Anyway, Francesco showed us what he usually does when doctors take in the department an explanted tumor. He analyzes the genomic DNA : he tries to obtain only DNA out of cancer cells. Once he gets a filamentof DNA he puts it into a special machine which shows the different mutations affecting those cells. In Candiolo is paid a particular attention on the mutations affecting MET. Francesco taught us that the hardet part of the whole process is separating DNA from the other strucures of the cell. The tumor is cut in very light pieces and then the researcher adds different buffers, chemical solutions which destroy the bonds between the cells and the membranes, so that every single component of the cell is detached from the others. Then the mixture is heated up first at 37 °C for 30 ‘ and then at 50° for 2 hours. At the end of this, all we can find on the bottom of the falcon, once all the rests of the membranes have been absorbed with a liquid solution, is the DNA. At the end the filament is processed in a machine that uses ultraviolet rays to read it. The machine prints a chart where there are the results of the analysis on the DNA: the mutations affecting the different genes are highlighted. This time our experiment was looking for the mutations affecting only 3 genes that are usually mutated when cancer occurs (especially colon cancer). What surprised me is that the machine doesn’t only say if there’s a mutation., but it also recognizes how the mutation changes the basis. This is identified by the name of the protein produced instead of the right one: the proteins are the product of the expression of each gene, so mutations affect the whole production of proteins , which can be over produced or can be completely absent.
This part of the research in Candiolo is important because it says what’s really wrong in the DNA of a subject affected by cancer. Obviously this is not meant to test a particular cure, but to understand which genes are connected with different types of cancer.
Davide explained to us the difference between a benignant tumor and a malignant tumor. It basically consists in the ability that cancer has to infiltrate the tissues around the neoplasy, and, of course, the ability of producing metastasis. A tumor begins with a mutation in a single cell which then, replicating itself, creates a whole group of mutated cells. These cells then can have other different mutations, this is why usually tumors are eterogeneus: they are made of cells with different mutations. If a tumor is diagnosed in a really short time there might be a better chance to eliminate it, because of its little dimensions and because it wouldn’t be too eterogeneus yet. It’s important to notice that not all the mutations in a cell must be associated with cancer: just some of them in fact cause cancer! Many mutations are asymptomatic and are not the cause of any illnessness.

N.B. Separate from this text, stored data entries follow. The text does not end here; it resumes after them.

// Copyright 2025 Fernando Borretti
//
// Licensed under the Apache License, Version 2.0 (the "License");
// you may not use this file except in compliance with the License.
// You may obtain a copy of the License at
//
//     http://www.apache.org/licenses/LICENSE-2.0
//
// Unless required by applicable law or agreed to in writing, software
// distributed under the License is distributed on an "AS IS" BASIS,
// WITHOUT WARRANTIES OR CONDITIONS OF ANY KIND, either express or implied.
// See the License for the specific language governing permissions and
// limitations under the License.

/// A minimal, zero-dependency, completely insecure PRNG for shuffling and
/// drawing names.
#[derive(Clone, Debug)]
pub struct TinyRng {
    state: u64,
}

const A: u64 = 6364136223846793005;
const C: u64 = 1442695040888963407;

impl TinyRng {
    /// Initialize the RNG from a seed.
    pub fn from_seed(seed: u64) -> Self {
        Self { state: seed }
    }

    pub fn next_u32(&mut self) -> u32 {
        let new = self.state.wrapping_mul(A).wrapping_add(C);
        self.state = new;
        (new >> 32) as u32
    }

    /// Generate a random number uniformly in the range `[0, max)`.
    ///
    /// Draws that fall in the incomplete final bucket of the `u32` range are
    /// rejected, so every value is equally likely. `max` must be positive.
    pub fn generate(&mut self, max: u32) -> u32 {
        debug_assert!(max > 0);
        let span: u64 = 1 << 32;
        let limit: u64 = span - span % u64::from(max);
        loop {
            let x = u64::from(self.next_u32());
            if x < limit {
                return (x % u64::from(max)) as u32;
            }
        }
    }

    /// A uniform index into a collection of length `len`.
    pub fn index(&mut self, len: usize) -> usize {
        self.generate(len as u32) as usize
    }
}

/// Fisher-Yates shuffle: every permutation is equally likely.
pub fn shuffle<T>(v: Vec<T>, rng: &mut TinyRng) -> Vec<T> {
    let mut v = v;
    for i in (1..v.len()).rev() {
        let j = rng.index(i + 1);
        v.swap(i, j);
    }
    v
}
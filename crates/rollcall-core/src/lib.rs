// Copyright 2025 Fernando Borretti
//
// Licensed under the Apache License, Version 2.0 (the "License");
// you may not use this file except in compliance with the License.
// You may obtain a copy of the License at
//
//     http://www.apache.org/licenses/LICENSE-2.0
//
// Unless required by applicable law or agreed to in writing, software
// distributed under the License is distributed on an "AS IS" BASIS,
// WITHOUT WARRANTIES OR CONDITIONS OF ANY KIND, either express or implied.
// See the License for the specific language governing permissions and
// limitations under the License.

//! rollcall-core: the state machine behind the rollcall name randomizer.
//!
//! - Parsing pasted text into a roster
//! - Uniform shuffling and sampling without replacement
//! - A reducer-style session that every frontend drives

pub mod draw;
pub mod error;
pub mod rng;
pub mod roster;
pub mod session;

// Re-exports for convenience
pub use draw::{DrawPool, DrawStatus, DrawTicket};
pub use error::{ErrorReport, Fallible, fail};
pub use roster::parse_roster;
pub use session::{DEFAULT_DRAW_DELAY_MS, Effect, Event, Mode, Session, Snapshot, update};
// Copyright 2025 Fernando Borretti
//
// Licensed under the Apache License, Version 2.0 (the "License");
// you may not use this file except in compliance with the License.
// You may obtain a copy of the License at
//
//     http://www.apache.org/licenses/LICENSE-2.0
//
// Unless required by applicable law or agreed to in writing, software
// distributed under the License is distributed on an "AS IS" BASIS,
// WITHOUT WARRANTIES OR CONDITIONS OF ANY KIND, either express or implied.
// See the License for the specific language governing permissions and
// limitations under the License.

mod cli;
mod cmd;
mod config;
mod utils;

use std::process::exit;

use crate::cli::entrypoint;

#[tokio::main]
async fn main() {
    env_logger::init();
    match entrypoint().await {
        Ok(_) => {}
        Err(e) => {
            eprintln!("rollcall: {e}");
            exit(-1);
        }
    }
}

Nowadays the therapy against cancer is chemiotherapy , associated with radiotherapy. A patient has to be set in a cycle of these therapies even though the whole tumor has been removed because there might be metastasis that can’t be seen by any test like the PET or the TAC. Davive told us that in a few research centers in Italy scientists are studying a new machine, called TAC-PET, which combines the high resolution of the TAC with the capacity of PET of using a marker. In this way it would be possible to see very small marked metastasis in the body of the patient and prevent him from a possibly useless cycle of therapy.
Davide then took us to see how his project was going on. He wanted to see if some cells he had infected with artificial viruses were really infected. He had made artifcial viruses whose DNA coded for a special MET protein. This artificial version of MET, a membrane receptor, was able to be swiched on at taste. The virus’ DNA was marked with GFP, a luminescent protein. To be clearer, he wanted to see which of all the cells had absorbed the artificial DNA with that marker. The machine he wanted to use is called CELL SORTER.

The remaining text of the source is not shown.